A command-line web crawler that handles static HTML, JavaScript-heavy SPAs, and PDFs — built for content migration, web archiving, and research workflows.

[![Python 3.11+](https://img.shields.io/badge/python-3.11%2B-3776AB?logo=python&logoColor=white)](https://python.org)
[![License: MIT](https://img.shields.io/badge/license-MIT-green.svg)](LICENSE)
[![Code style: black](https://img.shields.io/badge/code%20style-black-000000.svg)](https://github.com/psf/black)

---

**Crawl** websites at scale &nbsp;|&nbsp; **Extract** articles, metadata, images & PDFs &nbsp;|&nbsp; **Export** to JSONL, CSV or Markdown

</div>

---

> **Personal Use & Legal Notice**
>
> CrawlVox is intended for **personal and educational use only**. Always respect the laws of your jurisdiction, website terms of service, and robots.txt directives before crawling any website.

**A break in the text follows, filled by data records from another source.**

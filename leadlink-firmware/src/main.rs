//! Leadlink - ECG Lead-Quality Monitor
//!
//! Main firmware binary for an RP2040 board with an AD8232 ECG front end,
//! a 20x4 I2C character LCD and a UART link to a host computer.
//!
//! Everything runs in the main task: one monitor cycle per tick, no other
//! tasks are spawned.

#![no_std]
#![no_main]

use defmt::*;
use embassy_executor::Spawner;
use embassy_rp::adc::{Adc, Channel, Config as AdcConfig};
use embassy_rp::bind_interrupts;
use embassy_rp::gpio::{Input, Pull};
use embassy_rp::i2c::{Config as I2cConfig, I2c};
use embassy_rp::peripherals::UART0;
use embassy_rp::uart::{BufferedInterruptHandler, Config as UartConfig, Uart};
use embassy_time::{Delay, Duration, Instant, Ticker};
use static_cell::StaticCell;
use {defmt_rtt as _, panic_probe as _};

use leadlink_core::config::MonitorConfig;
use leadlink_core::leads::LeadFaultDetector;
use leadlink_core::monitor::{CycleFault, CycleReport, Monitor};
use leadlink_core::presenter::Presenter;
use leadlink_core::traits::DisplayBackend;
use leadlink_drivers::lcd::Hd44780;

use crate::board::{DigitalIn, EcgChannel, HostLink};

mod board;

bind_interrupts!(struct Irqs {
    UART0_IRQ => BufferedInterruptHandler<UART0>;
});

// Static cells for UART buffers (must live forever)
static TX_BUF: StaticCell<[u8; 256]> = StaticCell::new();
static RX_BUF: StaticCell<[u8; 64]> = StaticCell::new();

/// Main entry point
#[embassy_executor::main]
async fn main(_spawner: Spawner) {
    info!("Leadlink firmware starting...");

    let p = embassy_rp::init(Default::default());
    let config = MonitorConfig::default();
    info!("Peripherals initialized, {}", config);

    // Host link
    let link_config = leadlink_hal::UartConfig::HOST_LINK;
    let uart_config = {
        let mut cfg = UartConfig::default();
        cfg.baudrate = link_config.baudrate;
        cfg
    };

    let tx_buf = TX_BUF.init([0u8; 256]);
    let rx_buf = RX_BUF.init([0u8; 64]);

    let uart = Uart::new_blocking(p.UART0, p.PIN_0, p.PIN_1, uart_config);
    let uart = uart.into_buffered(Irqs, tx_buf, rx_buf);
    let (tx, rx) = uart.split();
    let link = HostLink::new(rx, tx);

    info!("UART initialized for host link: {}", link_config);

    // Leads-off comparators drive the pins, no pull needed
    let lo_plus = Input::new(p.PIN_10, Pull::None);
    let lo_minus = Input::new(p.PIN_11, Pull::None);
    let leads = LeadFaultDetector::new(DigitalIn(lo_plus), DigitalIn(lo_minus));

    // ECG signal
    let adc = Adc::new_blocking(p.ADC, AdcConfig::default());
    let ecg = Channel::new_pin(p.PIN_26, Pull::None);
    let analog = EcgChannel::new(adc, ecg);

    info!("Lead inputs and ADC initialized");

    // LCD
    let i2c = I2c::new_blocking(p.I2C0, p.PIN_5, p.PIN_4, I2cConfig::default());
    let mut lcd = Hd44780::new(i2c, Delay);
    if let Err(e) = lcd.init() {
        // Keep going: telemetry still works without the display
        warn!("LCD init failed: {:?}", e);
    } else {
        let (cols, rows) = lcd.dimensions();
        info!("LCD initialized, {}x{}", cols, rows);
    }

    let mut monitor = Monitor::new(link, leads, analog, Presenter::new(lcd), config);

    if let Err(e) = monitor.boot() {
        warn!("Initial render failed: {:?}", e);
    }

    info!("Monitor running, {} ms cycle", config.cycle_period_ms);

    let mut ticker = Ticker::every(Duration::from_millis(config.cycle_period_ms as u64));

    loop {
        let report = monitor.cycle_with_clock(|| Instant::now().as_millis() as u32);
        log_report(&report);

        ticker.next().await;
    }
}

fn log_report(report: &CycleReport) {
    if let Some(state) = report.connection {
        debug!("Host link: {:?}", state);
    }

    if let Some(placement) = report.lead_placement {
        debug!("Lead placement: {:?}", placement);
    }

    for fault in &report.faults {
        match fault {
            CycleFault::SerialRead => warn!("Host link read failed"),
            CycleFault::SerialWrite => warn!("Telemetry write failed"),
            CycleFault::Analog => warn!("ADC read failed"),
            CycleFault::Display(e) => warn!("Display write failed: {:?}", e),
        }
    }

    if let Some(telemetry) = report.telemetry {
        trace!("TX {}", telemetry);
    }
}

The authors are not responsible for misuse. By using this software, you agree to comply with all applicable local, national, and international laws, including but not limited to data protection regulations (GDPR, CCPA), computer fraud laws, and intellectual property rights. **Do not use this tool to scrape websites without authorization.**

---

## Why CrawlVox?

Most web scrapers give you raw HTML and leave you to figure out the content. CrawlVox gives you **clean, readable text** with full metadata — ready to use.

```bash
crawlvox crawl https://example.com --max-pages 50 --export-jsonl results.jsonl
```

That's it. 50 pages crawled, content extracted, metadata captured, exported to a file.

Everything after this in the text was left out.